Langkah dan kebijakan luar negeri Mikhail Gorbachev ditujukan untuk mengakhiri Perang Dingin. Ia dianugerahi Nobel Perdamaian 1990. Namun, di negerinya ia tak diakui sebagai arsitek reformasi Soviet (Rusia).
Oleh
TRIAS KUNCAHYONO
·5 menit baca
Ketika Rabu (31/8/2022) pagi membaca berita Mikhail Sergeyevich Gorbachev (91) meninggal dunia, saya teringat saat meliput pemilu pertama pasca-Uni Soviet, di Rusia, 12 Desember 1993.
Pemilu digelar setelah terjadi krisis konstitusi. Tak bisa dimungkiri, pemilu bebas itu bisa dilaksanakan atas jasa mantan pemimpin Soviet itu, lewat kebijakan glasnost (keterbukaan) dan perestroika (restrukturisasi), ketika ia jadi orang nomor satu di Soviet, 1985-1991. Gorbachev yakin glasnost sistem politik, terutama dengan demokratisasi, satu-satunya jalan untuk mengatasi inersia dalam politik dan aparatur birokrasi yang ingin mempertahankan status quo.

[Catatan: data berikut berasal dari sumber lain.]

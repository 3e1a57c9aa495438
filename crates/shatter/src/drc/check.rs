//! The DRC pass: single-tab, tab-frame, tab-tab and piece rules.

use tracing::info;

use super::{summary, DrcCfg, DrcError, DrcKind, Entity};
use crate::frame::RectangularFrame;
use crate::impact::Impact;
use crate::piece::PieceId;
use crate::tab::{Tab, TabKey, TabShape};

impl Impact {
    /// Run every rule on the current grid and store the result.
    ///
    /// Order: per-tab rules (short, self-intersection, frame escape, frame
    /// clearance) in key order, then tab pairs in key order, then pieces
    /// (after re-deriving connectivity).
    pub fn drc(&mut self, cfg: &DrcCfg) -> &[DrcError] {
        let mut errors = Vec::new();
        let frame = self.frame();
        for (key, tab) in self.tabs().filter(|(_, t)| !t.is_gap()) {
            errors.extend(single_tab_check(key, tab, cfg, frame));
            errors.extend(tab_frame_check(key, tab, cfg, frame));
        }

        let tabs: Vec<(TabKey, &Tab)> = self.tabs().filter(|(_, t)| !t.is_gap()).collect();
        for (n, &(k1, t1)) in tabs.iter().enumerate() {
            for &(k2, t2) in &tabs[n + 1..] {
                errors.extend(two_tab_check((k1, t1), (k2, t2), cfg, self.ndiv()));
            }
        }

        self.recompute_pieces();
        for idx in 0..self.piece_count() {
            let id = PieceId(idx);
            let border = self.piece_border(id);
            let jagged = border
                .iter()
                .filter(|k| self.tab(**k).is_some_and(|t| t.shape() == TabShape::Jagged))
                .count();
            if let Some(err) = piece_check(id, border.len(), jagged) {
                errors.push(err);
            }
        }

        let s = summary(&errors);
        info!(
            total = s.total,
            short_tab = s.short_tab,
            self_intersection = s.self_intersection,
            intersection = s.intersection,
            frame_intersection = s.frame_intersection,
            distance = s.distance,
            acute = s.acute,
            unsupported = s.unsupported,
            "drc"
        );
        self.set_errors(errors);
        self.drc_errors()
    }
}

/// ShortTab, SelfIntersection and FrameIntersection for one cutting tab.
pub fn single_tab_check(key: TabKey, tab: &Tab, cfg: &DrcCfg, frame: &RectangularFrame) -> Vec<DrcError> {
    let mut out = Vec::new();
    let span = tab.span();
    if tab.ring() > 0
        && span < cfg.min_tab_length
        && (frame.on_border(tab.first()) || frame.on_border(tab.last()))
    {
        out.push(DrcError::single(DrcKind::ShortTab, Entity::Tab(key), Some(span)));
    }
    if tab.self_intersects() {
        out.push(DrcError::single(DrcKind::SelfIntersection, Entity::Tab(key), None));
    }
    if frame.escapes(tab.points()) {
        out.push(DrcError::single(DrcKind::FrameIntersection, Entity::Tab(key), None));
    }
    out
}

/// Clearance between the interior segments of a tab and the frame sides.
pub fn tab_frame_check(key: TabKey, tab: &Tab, cfg: &DrcCfg, frame: &RectangularFrame) -> Option<DrcError> {
    let segs = tab.segments();
    if segs.len() <= 2 {
        return None;
    }
    let d = segs[1..segs.len() - 1]
        .iter()
        .flat_map(|s| frame.sides().iter().map(move |side| s.dist_to_segment(side)))
        .fold(f64::INFINITY, f64::min);
    (d > 0.0 && d < cfg.min_distance)
        .then(|| DrcError::pair(DrcKind::Distance, Entity::Tab(key), Entity::Frame, Some(d)))
}

/// Whether two tabs fall in the pair-check window.
///
/// The division test is `|d1 - d2| mod ndiv`, which does not see neighbours
/// across the seam between the last and the first division.
pub fn in_window(t1: &Tab, t2: &Tab, extents: usize, ndiv: usize) -> bool {
    t1.ring().abs_diff(t2.ring()) <= extents && t1.division().abs_diff(t2.division()) % ndiv.max(1) <= extents
}

/// First matching class among Intersection, Distance and Acute.
pub fn two_tab_check(a: (TabKey, &Tab), b: (TabKey, &Tab), cfg: &DrcCfg, ndiv: usize) -> Option<DrcError> {
    let ((k1, t1), (k2, t2)) = (a, b);
    if t1.is_gap() || t2.is_gap() || !in_window(t1, t2, cfg.extents, ndiv) {
        return None;
    }
    let (e1, e2) = (Entity::Tab(k1), Entity::Tab(k2));
    let dt = t1.dist_to_tab(t2, true);
    if dt == 0.0 {
        return Some(DrcError::pair(DrcKind::Intersection, e1, e2, None));
    }
    if dt < cfg.min_distance && (t1.shape() == TabShape::Jagged || t2.shape() == TabShape::Jagged) {
        return Some(DrcError::pair(DrcKind::Distance, e1, e2, Some(dt)));
    }
    if t1.shares_endpoint_with(t2) && t1.axis() != t2.axis() {
        if let Some(angle) = t1.angle_to_tab(t2) {
            if angle < cfg.min_angle() {
                return Some(DrcError::pair(DrcKind::Acute, e1, e2, Some(angle)));
            }
        }
    }
    None
}

/// Support rule on the border: `b ≤ 2` needs every border tab jagged,
/// `2 < b ≤ 4` needs two, more needs three.
pub fn piece_check(id: PieceId, border: usize, jagged: usize) -> Option<DrcError> {
    let ok = match border {
        0..=2 => jagged == border,
        3..=4 => jagged >= 2,
        _ => jagged >= 3,
    };
    (!ok).then(|| DrcError::single(DrcKind::Unsupported, Entity::Piece(id), None))
}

Dia juga percaya, jalan menuju pemulihan ekonomi dan sosial butuh keterlibatan orang dalam proses politik. Glasnost juga memberikan lebih banyak kebebasan pada media untuk berekspresi, menyampaikan opini, termasuk mengkritik pemerintah.
Gagasan itu disampaikan saat ia terpilih sebagai Sekjen Partai Komunis Uni Soviet, 11 Maret 1985, lalu diwujudkan. Ia mengatakan, reformasi drastis harus dilakukan Soviet jika masih tetap ingin jadi negara adikuasa yang mampu bersaing dengan musuh bebuyutannya, Amerika Serikat.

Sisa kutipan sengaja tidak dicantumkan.